Dall’ultimo rialzo dei tassi deciso a Francoforte, la moneta unica contro il dollaro perde terreno. Pessimo segnale mentre si riaccende la tensione sui prezzi dell’energia con il petrolio sui 100 dollari al barile e il gas che rivede in Europa quota 40 euro con un differenziale nel Gnl (il metano liquido) con queste quotazioni: in Usa 6,6 dollari, nel Vecchio continente 35 euro. È inflazione che si importa, sono costi produttivi dannosi. Mentre la Fed osserva un’economia ipertrofica e lavora sui tassi per contenerne l’esuberanza, la Lagarde strozza l’economia per obbedire al diktat di Berlino. I tedeschi, si sa, hanno un terrore psicologico dal dramma di Weimar in poi per l’inflazione, ma Olaf Scholz oggi ha convenienza al rialzo dei tassi: tenta di frenare la caduta dell’economia giocando con il suo basso debito, cerca di evitare il rialzo degli stipendi – sarebbe un’altra mina piazzata sotto il già sgualcito sistema industriale – frenando l’erosione del potere di acquisto.

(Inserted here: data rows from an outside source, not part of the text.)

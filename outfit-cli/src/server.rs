//! HTTP endpoints: landing page, city autocomplete and outfit recommendations.

use std::{any::Any, sync::Arc, time::Duration};

use axum::{
    Json, Router,
    extract::{Query, State, rejection::JsonRejection},
    http::StatusCode,
    response::{Html, IntoResponse, Response},
    routing::{get, post},
};
use outfit_core::{OutfitService, RecommendationRequest, RecommendationResult, Suggestion};
use serde::Deserialize;
use tower_http::{catch_panic::CatchPanicLayer, trace::TraceLayer};

const INDEX_HTML: &str = include_str!("../static/index.html");
const PURGE_INTERVAL: Duration = Duration::from_secs(60);

/// JSON `{"error": ...}` with a failure status.
#[derive(Debug)]
struct ApiError {
    status: StatusCode,
    message: String,
}

impl IntoResponse for ApiError {
    fn into_response(self) -> Response {
        (self.status, Json(serde_json::json!({ "error": self.message }))).into_response()
    }
}

impl From<JsonRejection> for ApiError {
    fn from(rejection: JsonRejection) -> Self {
        Self {
            status: rejection.status(),
            message: rejection.body_text(),
        }
    }
}

#[derive(Debug, Deserialize)]
struct AutocompleteParams {
    #[serde(default)]
    q: String,
}

pub fn router(service: Arc<OutfitService>) -> Router {
    Router::new()
        .route("/", get(index))
        .route("/autocomplete", get(autocomplete))
        .route("/get_recommendation", post(get_recommendation))
        .layer(CatchPanicLayer::custom(panic_response))
        .layer(TraceLayer::new_for_http())
        .with_state(service)
}

pub async fn serve(addr: &str, service: Arc<OutfitService>) -> anyhow::Result<()> {
    let listener = tokio::net::TcpListener::bind(addr).await?;
    tracing::info!(%addr, "Starting outfit server");

    let purger = tokio::spawn(purge_periodically(service.clone()));
    axum::serve(listener, router(service))
        .with_graceful_shutdown(shutdown_signal())
        .await?;

    purger.abort();
    tracing::info!("Server shut down");
    Ok(())
}

async fn purge_periodically(service: Arc<OutfitService>) {
    let mut interval = tokio::time::interval(PURGE_INTERVAL);
    loop {
        interval.tick().await;
        let purged = service.purge_caches();
        if purged > 0 {
            tracing::debug!(purged, "Evicted expired cache entries");
        }
    }
}

async fn shutdown_signal() {
    if let Err(e) = tokio::signal::ctrl_c().await {
        tracing::error!(error = %e, "Failed to listen for shutdown signal");
        std::future::pending::<()>().await;
    }
}

async fn index() -> Html<&'static str> {
    Html(INDEX_HTML)
}

async fn autocomplete(
    State(service): State<Arc<OutfitService>>,
    Query(params): Query<AutocompleteParams>,
) -> Json<Vec<Suggestion>> {
    Json(service.autocomplete(&params.q).await)
}

async fn get_recommendation(
    State(service): State<Arc<OutfitService>>,
    payload: Result<Json<RecommendationRequest>, JsonRejection>,
) -> Result<Json<RecommendationResult>, ApiError> {
    let Json(request) = payload.inspect_err(|e| {
        tracing::warn!(error = %e.body_text(), "Rejected recommendation request");
    })?;
    Ok(Json(service.recommend(&request).await))
}

fn panic_response(err: Box<dyn Any + Send + 'static>) -> Response {
    let message = if let Some(s) = err.downcast_ref::<String>() {
        s.clone()
    } else if let Some(s) = err.downcast_ref::<&str>() {
        s.to_string()
    } else {
        "internal error".to_string()
    };
    tracing::error!(error = %message, "Request handler panicked");

    ApiError {
        status: StatusCode::INTERNAL_SERVER_ERROR,
        message,
    }
    .into_response()
}

#[cfg(test)]
mod tests {
    use super::*;
    use axum::body::Body;
    use axum::http::{Request, header};
    use http_body_util::BodyExt;
    use outfit_core::{Config, ProviderId, RetryPolicy};
    use tower::ServiceExt;
    use wiremock::matchers::{method, path};
    use wiremock::{Mock, MockServer, ResponseTemplate};

    const OUTFIT: &str = r#"{"headline":"Warm Layers","outfit_top":"Sweater","outfit_bottom":"Jeans","shoes":"Boots","accessories":["Scarf"],"reasoning":"Chilly"}"#;

    async fn app(server: &MockServer) -> Router {
        let mut cfg = Config::default();
        cfg.upsert_provider_api_key(ProviderId::OpenWeather, "OW_KEY".into());
        cfg.upsert_provider_api_key(ProviderId::Gemini, "G_KEY".into());
        cfg.endpoints.openweather = server.uri();
        cfg.endpoints.geocoding = server.uri();
        cfg.endpoints.gemini = server.uri();
        cfg.retry = RetryPolicy::cyclic().without_delays();

        router(Arc::new(OutfitService::from_config(&cfg).unwrap()))
    }

    async fn body_json(response: Response) -> serde_json::Value {
        let bytes = response.into_body().collect().await.unwrap().to_bytes();
        serde_json::from_slice(&bytes).unwrap()
    }

    fn post_json(body: &str) -> Request<Body> {
        Request::post("/get_recommendation")
            .header(header::CONTENT_TYPE, "application/json")
            .body(Body::from(body.to_string()))
            .unwrap()
    }

    #[tokio::test]
    async fn index_serves_html() {
        let server = MockServer::start().await;
        let response = app(&server)
            .await
            .oneshot(Request::get("/").body(Body::empty()).unwrap())
            .await
            .unwrap();

        assert_eq!(response.status(), StatusCode::OK);
        let bytes = response.into_body().collect().await.unwrap().to_bytes();
        assert!(String::from_utf8_lossy(&bytes).contains("<html"));
    }

    #[tokio::test]
    async fn autocomplete_short_or_missing_query_is_empty() {
        let server = MockServer::start().await;
        Mock::given(method("GET"))
            .respond_with(ResponseTemplate::new(200))
            .expect(0)
            .mount(&server)
            .await;
        let app = app(&server).await;

        for uri in ["/autocomplete?q=a", "/autocomplete"] {
            let response = app
                .clone()
                .oneshot(Request::get(uri).body(Body::empty()).unwrap())
                .await
                .unwrap();
            assert_eq!(response.status(), StatusCode::OK);
            assert_eq!(body_json(response).await, serde_json::json!([]));
        }
    }

    #[tokio::test]
    async fn autocomplete_returns_suggestions() {
        let server = MockServer::start().await;
        Mock::given(method("GET"))
            .and(path("/v1/search"))
            .respond_with(ResponseTemplate::new(200).set_body_json(serde_json::json!({
                "results": [{"name": "Delhi", "country": "India", "admin1": "Delhi",
                             "latitude": 28.65, "longitude": 77.23}]
            })))
            .mount(&server)
            .await;

        let response = app(&server)
            .await
            .oneshot(Request::get("/autocomplete?q=Del").body(Body::empty()).unwrap())
            .await
            .unwrap();

        assert_eq!(
            body_json(response).await,
            serde_json::json!([{"label": "Delhi, India (Delhi)", "lat": 28.65, "lon": 77.23}])
        );
    }

    #[tokio::test]
    async fn recommendation_round_trip() {
        let server = MockServer::start().await;
        Mock::given(method("GET"))
            .and(path("/data/2.5/weather"))
            .respond_with(ResponseTemplate::new(200).set_body_json(serde_json::json!({
                "cod": 200,
                "main": {"temp": 8.2, "feels_like": 5.9, "humidity": 81},
                "wind": {"speed": 4.0},
                "weather": [{"description": "broken clouds"}]
            })))
            .mount(&server)
            .await;
        Mock::given(method("POST"))
            .respond_with(ResponseTemplate::new(200).set_body_json(serde_json::json!({
                "candidates": [{"content": {"parts": [{"text": format!("```json {OUTFIT} ```")}]}}]
            })))
            .mount(&server)
            .await;

        let response = app(&server)
            .await
            .oneshot(post_json(r#"{"city": "Berlin", "lat": 52.5, "lon": 13.4}"#))
            .await
            .unwrap();

        assert_eq!(response.status(), StatusCode::OK);
        let body = body_json(response).await;
        assert_eq!(
            body["weather"],
            serde_json::json!({"temp": 8, "feels_like": 6, "humidity": 81, "wind": 14, "condition": "Broken Clouds"})
        );
        assert_eq!(body["agent_response"], OUTFIT);
    }

    #[tokio::test]
    async fn malformed_body_is_json_error() {
        let server = MockServer::start().await;
        let app = app(&server).await;

        let response = app.clone().oneshot(post_json(r#"{"city": "Pune"}"#)).await.unwrap();
        assert!(response.status().is_client_error());
        assert!(body_json(response).await["error"].is_string());

        let response = app.oneshot(post_json("not json")).await.unwrap();
        assert_eq!(response.status(), StatusCode::BAD_REQUEST);
        assert!(body_json(response).await["error"].is_string());
    }

    async fn boom() -> &'static str {
        panic!("kaboom")
    }

    #[tokio::test]
    async fn panics_become_json_errors() {
        let app: Router = Router::new()
            .route("/boom", get(boom))
            .layer(CatchPanicLayer::custom(panic_response));

        let response = app
            .oneshot(Request::get("/boom").body(Body::empty()).unwrap())
            .await
            .unwrap();

        assert_eq!(response.status(), StatusCode::INTERNAL_SERVER_ERROR);
        assert_eq!(body_json(response).await, serde_json::json!({"error": "kaboom"}));
    }
}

E l’Italia? Facciamo i conti con un debito da 2.859 miliardi di euro che speravamo potesse essere eroso dall’inflazione, con una caduta dei consumi aggrappandoci a ciò che resta del boom dell’export. In attesa di una manovra di bilancio che dovrà fare i conti con il nuovo patto di stabilità. Augurandoci che se ne approvi la riforma – difficile con la Spagna che occupa la presidenza di turno dell’Unione, ma non ha un suo governo – prima che tornino in vigore le vecchie regole. E che, naturalmente, madame Lagarde non decida l’ennesimo paradossale rialzo.